Reference requests and sickness absence
Unknown history
When you hire a new employee the last thing you want happening is that they end up taking lots of sickness absence . Apart from this being disruptive to your business and colleagues, there are potential financial consequences for you, e.g. sick pay for the employee and overtime for staff who pick up the slack.
To avoid ending up with a problem employee, when you write to their former employer requesting a reference could you ask them about the employee’s sickness absence history?
Sensitive information
Although this might seem like a reasonable request, it’s a dangerous one from your perspective. The first issue here is that all information about an employee’s health, including records relating to their sickness absence history, is classed as “sensitive data” under the GDPR .
There are special rules regarding the processing of sensitive data and it must not be requested by, or disclosed to, a third party without the employee’s express and freely given consent.
GDPR breaches
If the other employer sent you the employee’s sickness absence history without their consent and you looked at it, you could both be investigated by the Information Commissioner’s Office and subject to enforcement action. In this scenario you couldn’t say it was the other employer’s fault.
But what if the employee were to provide their consent to their sickness absence history being released to you - would that make any difference?
Discrimination risk
Whilst this might get you around the provisions in the GDPR , it still leaves you vulnerable to an allegation of discrimination. For example, if the employee’s sickness absence history revealed that they routinely take sickness absence due to a long-term health condition and you subsequently withdrew the offer of employment, they could claim disability discrimination.

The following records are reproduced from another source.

//! Per-axis slice descriptors.
//!
//! A slice request is a list of [`SliceSpec`]s, one per leading axis. Missing
//! trailing axes default to [`SliceSpec::All`]. Each spec resolves against a
//! concrete axis length into a [`ResolvedSlice`].

use std::ops::{Range, RangeFrom, RangeFull, RangeTo};

use crate::error::{ArrayError, Result};
use crate::shape::Shape;

/// Selection along one axis.
///
/// Negative positions count from the end of the axis, as in `-1` for the last
/// element.
#[derive(Debug, Clone, Copy, PartialEq, Eq, Hash)]
pub enum SliceSpec {
    /// A single position; removes the axis from the result.
    Single(isize),
    /// `start..stop` every `step` elements; `None` bounds mean the axis ends.
    Range {
        start: Option<isize>,
        stop: Option<isize>,
        step: isize,
    },
    /// The whole axis.
    All,
}

/// A spec resolved against an axis length.
#[derive(Debug, Clone, Copy, PartialEq, Eq)]
pub struct ResolvedSlice {
    pub start: usize,
    pub stop: usize,
    pub step: usize,
    /// Number of positions selected.
    pub len: usize,
    /// Whether the axis is dropped from the result.
    pub single: bool,
}

impl ResolvedSlice {
    /// Source position of the `i`-th selected element.
    #[inline]
    pub fn source_index(&self, i: usize) -> usize {
        self.start + i * self.step
    }
}

impl SliceSpec {
    /// `start..stop` with unit step.
    pub fn range(start: isize, stop: isize) -> Self {
        SliceSpec::Range {
            start: Some(start),
            stop: Some(stop),
            step: 1,
        }
    }

    /// `start..stop` with an explicit step.
    pub fn stepped(start: isize, stop: isize, step: isize) -> Self {
        SliceSpec::Range {
            start: Some(start),
            stop: Some(stop),
            step,
        }
    }

    /// Whether this spec removes its axis.
    pub fn is_single(&self) -> bool {
        matches!(self, SliceSpec::Single(_))
    }

    /// Resolve against `axis_len`, reporting errors against `axis`.
    ///
    /// Range bounds are clamped to `[0, axis_len]`; the selected length is
    /// `max(0, ceil((stop - start) / step))`.
    ///
    /// # Errors
    ///
    /// - [`ArrayError::IndexOutOfRange`] for a `Single` position outside the axis
    /// - [`ArrayError::InvalidStep`] for a non-positive step
    ///
    /// # Example
    ///
    /// ```
    /// use ndengine::SliceSpec;
    ///
    /// let r = SliceSpec::stepped(1, 100, 3).resolve(10, 0).unwrap();
    /// assert_eq!((r.start, r.stop, r.step, r.len), (1, 10, 3, 3));
    /// ```
    pub fn resolve(&self, axis_len: usize, axis: usize) -> Result<ResolvedSlice> {
        match *self {
            SliceSpec::Single(index) => {
                let pos = normalize_index(index, axis_len).ok_or(ArrayError::IndexOutOfRange {
                    index,
                    axis,
                    len: axis_len,
                })?;
                Ok(ResolvedSlice {
                    start: pos,
                    stop: pos + 1,
                    step: 1,
                    len: 1,
                    single: true,
                })
            }
            SliceSpec::Range { start, stop, step } => {
                if step <= 0 {
                    return Err(ArrayError::InvalidStep { axis, step });
                }
                let step = step as usize;
                let start = start.map_or(0, |s| clamp_bound(s, axis_len));
                let stop = stop.map_or(axis_len, |s| clamp_bound(s, axis_len));
                let len = if stop > start {
                    (stop - start).div_ceil(step)
                } else {
                    0
                };
                Ok(ResolvedSlice {
                    start,
                    stop: stop.max(start),
                    step,
                    len,
                    single: false,
                })
            }
            SliceSpec::All => Ok(ResolvedSlice {
                start: 0,
                stop: axis_len,
                step: 1,
                len: axis_len,
                single: false,
            }),
        }
    }
}

/// Resolve a full spec list against `shape`, padding trailing axes with `All`.
///
/// # Errors
///
/// Returns [`ArrayError::TooManySliceSpecs`] when `specs` is longer than the
/// rank, plus any per-axis resolution error.
pub fn resolve_all(specs: &[SliceSpec], shape: &Shape) -> Result<Vec<ResolvedSlice>> {
    if specs.len() > shape.ndim() {
        return Err(ArrayError::TooManySliceSpecs {
            ndim: shape.ndim(),
            actual: specs.len(),
        });
    }
    shape
        .dims()
        .iter()
        .enumerate()
        .map(|(axis, &len)| specs.get(axis).unwrap_or(&SliceSpec::All).resolve(len, axis))
        .collect()
}

/// Result dimensions of a resolved slice (single axes dropped).
pub fn result_dims(resolved: &[ResolvedSlice]) -> Vec<usize> {
    resolved
        .iter()
        .filter(|r| !r.single)
        .map(|r| r.len)
        .collect()
}

fn normalize_index(index: isize, len: usize) -> Option<usize> {
    let pos = if index < 0 {
        len as isize + index
    } else {
        index
    };
    (pos >= 0 && (pos as usize) < len).then_some(pos as usize)
}

fn clamp_bound(bound: isize, len: usize) -> usize {
    if bound < 0 {
        (len as isize + bound).max(0) as usize
    } else {
        (bound as usize).min(len)
    }
}

impl From<isize> for SliceSpec {
    fn from(index: isize) -> Self {
        SliceSpec::Single(index)
    }
}

impl From<i32> for SliceSpec {
    fn from(index: i32) -> Self {
        SliceSpec::Single(index as isize)
    }
}

impl From<usize> for SliceSpec {
    fn from(index: usize) -> Self {
        SliceSpec::Single(index as isize)
    }
}

impl From<Range<isize>> for SliceSpec {
    fn from(r: Range<isize>) -> Self {
        SliceSpec::range(r.start, r.end)
    }
}

impl From<RangeFrom<isize>> for SliceSpec {
    fn from(r: RangeFrom<isize>) -> Self {
        SliceSpec::Range {
            start: Some(r.start),
            stop: None,
            step: 1,
        }
    }
}

impl From<RangeTo<isize>> for SliceSpec {
    fn from(r: RangeTo<isize>) -> Self {
        SliceSpec::Range {
            start: None,
            stop: Some(r.end),
            step: 1,
        }
    }
}

impl From<RangeFull> for SliceSpec {
    fn from(_: RangeFull) -> Self {
        SliceSpec::All
    }
}

impl From<Option<isize>> for SliceSpec {
    fn from(index: Option<isize>) -> Self {
        index.map_or(SliceSpec::All, SliceSpec::Single)
    }
}

/// Build a `Vec<SliceSpec>` from indices and ranges.
///
/// ```
/// use ndengine::{s, SliceSpec};
///
/// let specs = s![1, .., 0..2];
/// assert_eq!(specs[0], SliceSpec::Single(1));
/// assert_eq!(specs[1], SliceSpec::All);
/// assert_eq!(specs[2], SliceSpec::range(0, 2));
/// ```
#[macro_export]
macro_rules! s {
    ($($spec:expr),* $(,)?) => {
        ::std::vec![$($crate::SliceSpec::from($spec)),*]
    };
}
//! Random array construction.

use rand::Rng;
use rand::distr::{Distribution, StandardUniform};
use rand_distr::StandardNormal;

use crate::array::NdArray;
use crate::config::ArrayConfig;
use crate::element::Scalar;
use crate::error::Result;

/// Element types that can be sampled uniformly from `[0, 1)`.
pub trait RandomUniform: Scalar {
    fn sample_uniform<R: Rng + ?Sized>(rng: &mut R) -> Self;
}

impl RandomUniform for f64 {
    fn sample_uniform<R: Rng + ?Sized>(rng: &mut R) -> Self {
        StandardUniform.sample(rng)
    }
}

impl RandomUniform for f32 {
    fn sample_uniform<R: Rng + ?Sized>(rng: &mut R) -> Self {
        StandardUniform.sample(rng)
    }
}

/// Element types that can be sampled from the standard normal distribution.
pub trait RandomNormal: Scalar {
    fn sample_normal<R: Rng + ?Sized>(rng: &mut R) -> Self;
}

impl RandomNormal for f64 {
    fn sample_normal<R: Rng + ?Sized>(rng: &mut R) -> Self {
        StandardNormal.sample(rng)
    }
}

impl RandomNormal for f32 {
    fn sample_normal<R: Rng + ?Sized>(rng: &mut R) -> Self {
        StandardNormal.sample(rng)
    }
}

impl<T: RandomUniform> NdArray<T> {
    /// Array of uniform random values in `[0, 1)` from the thread-local RNG.
    ///
    /// # Errors
    ///
    /// Returns [`ArrayError::InvalidArgument`](crate::ArrayError::InvalidArgument)
    /// for an empty shape or any zero dimension.
    ///
    /// # Example
    ///
    /// ```
    /// use ndengine::NdArray;
    ///
    /// let a: NdArray<f64> = NdArray::random_uniform(&[2, 3]).unwrap();
    /// assert!(a.all(|&v| (0.0..1.0).contains(&v)));
    /// ```
    pub fn random_uniform(dims: &[usize]) -> Result<Self> {
        Self::random_uniform_with_rng(dims, &mut rand::rng())
    }

    /// Uniform random array from a caller-supplied RNG, for reproducible runs.
    ///
    /// # Example
    ///
    /// ```
    /// use ndengine::NdArray;
    /// use rand::SeedableRng;
    /// use rand::rngs::StdRng;
    ///
    /// let a: NdArray<f64> = NdArray::random_uniform_with_rng(&[4], &mut StdRng::seed_from_u64(7)).unwrap();
    /// let b: NdArray<f64> = NdArray::random_uniform_with_rng(&[4], &mut StdRng::seed_from_u64(7)).unwrap();
    /// assert_eq!(a, b);
    /// ```
    pub fn random_uniform_with_rng<R: Rng + ?Sized>(dims: &[usize], rng: &mut R) -> Result<Self> {
        Self::random_uniform_with_config(dims, rng, ArrayConfig::default())
    }

    pub fn random_uniform_with_config<R: Rng + ?Sized>(
        dims: &[usize],
        rng: &mut R,
        config: ArrayConfig<T>,
    ) -> Result<Self> {
        Self::generate_with_config(dims, |_| T::sample_uniform(rng), config)
    }
}

impl<T: RandomNormal> NdArray<T> {
    /// Array of standard normal random values from the thread-local RNG.
    pub fn randn(dims: &[usize]) -> Result<Self> {
        Self::randn_with_rng(dims, &mut rand::rng())
    }

    pub fn randn_with_rng<R: Rng + ?Sized>(dims: &[usize], rng: &mut R) -> Result<Self> {
        Self::generate(dims, |_| T::sample_normal(rng))
    }
}

#[cfg(test)]
mod tests {
    use super::*;
    use rand::SeedableRng;
    use rand::rngs::StdRng;

    #[test]
    fn test_random_uniform_range() {
        let a: NdArray<f32> = NdArray::random_uniform(&[10, 10]).unwrap();
        assert_eq!(a.size(), 100);
        assert!(a.all(|&v| (0.0..1.0).contains(&v)));
    }

    #[test]
    fn test_random_reproducible() {
        let mut rng1 = StdRng::seed_from_u64(12345);
        let a: NdArray<f64> = NdArray::random_uniform_with_rng(&[3, 4], &mut rng1).unwrap();
        let mut rng2 = StdRng::seed_from_u64(12345);
        let b: NdArray<f64> = NdArray::random_uniform_with_rng(&[3, 4], &mut rng2).unwrap();
        assert_eq!(a, b);
    }

    #[test]
    fn test_randn_moments() {
        let mut rng = StdRng::seed_from_u64(54321);
        let a: NdArray<f64> = NdArray::randn_with_rng(&[400], &mut rng).unwrap();
        let mean = a.mean().unwrap();
        assert!(mean.abs() < 0.3, "mean {mean} too far from 0");
        let var = a.iter().map(|x| (x - mean).powi(2)).sum::<f64>() / 400.0;
        assert!(var > 0.5 && var < 1.5, "variance {var} too far from 1");
    }

    #[test]
    fn test_random_rejects_empty_shape() {
        assert!(NdArray::<f64>::random_uniform(&[]).is_err());
    }
}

You would be on dodgy ground here as it is unlawful to withdraw an offer of employment because of a disability.
Reference request
Therefore, our advice is don’t specifically ask for any information about an employee’s sickness absence history. That said, you can ask another employer to provide general information about an employee’s attendance record and whether this was acceptable to them when you make a reference request (see The next step ).
Of course, it is quite possible that the other employer could choose not to answer that question - which they are perfectly entitled to do.
Tip. A way around this is to ask in your reference request whether or not they would employ this employee again. If they leave the answer blank, you could call them to clarify why that response is missing.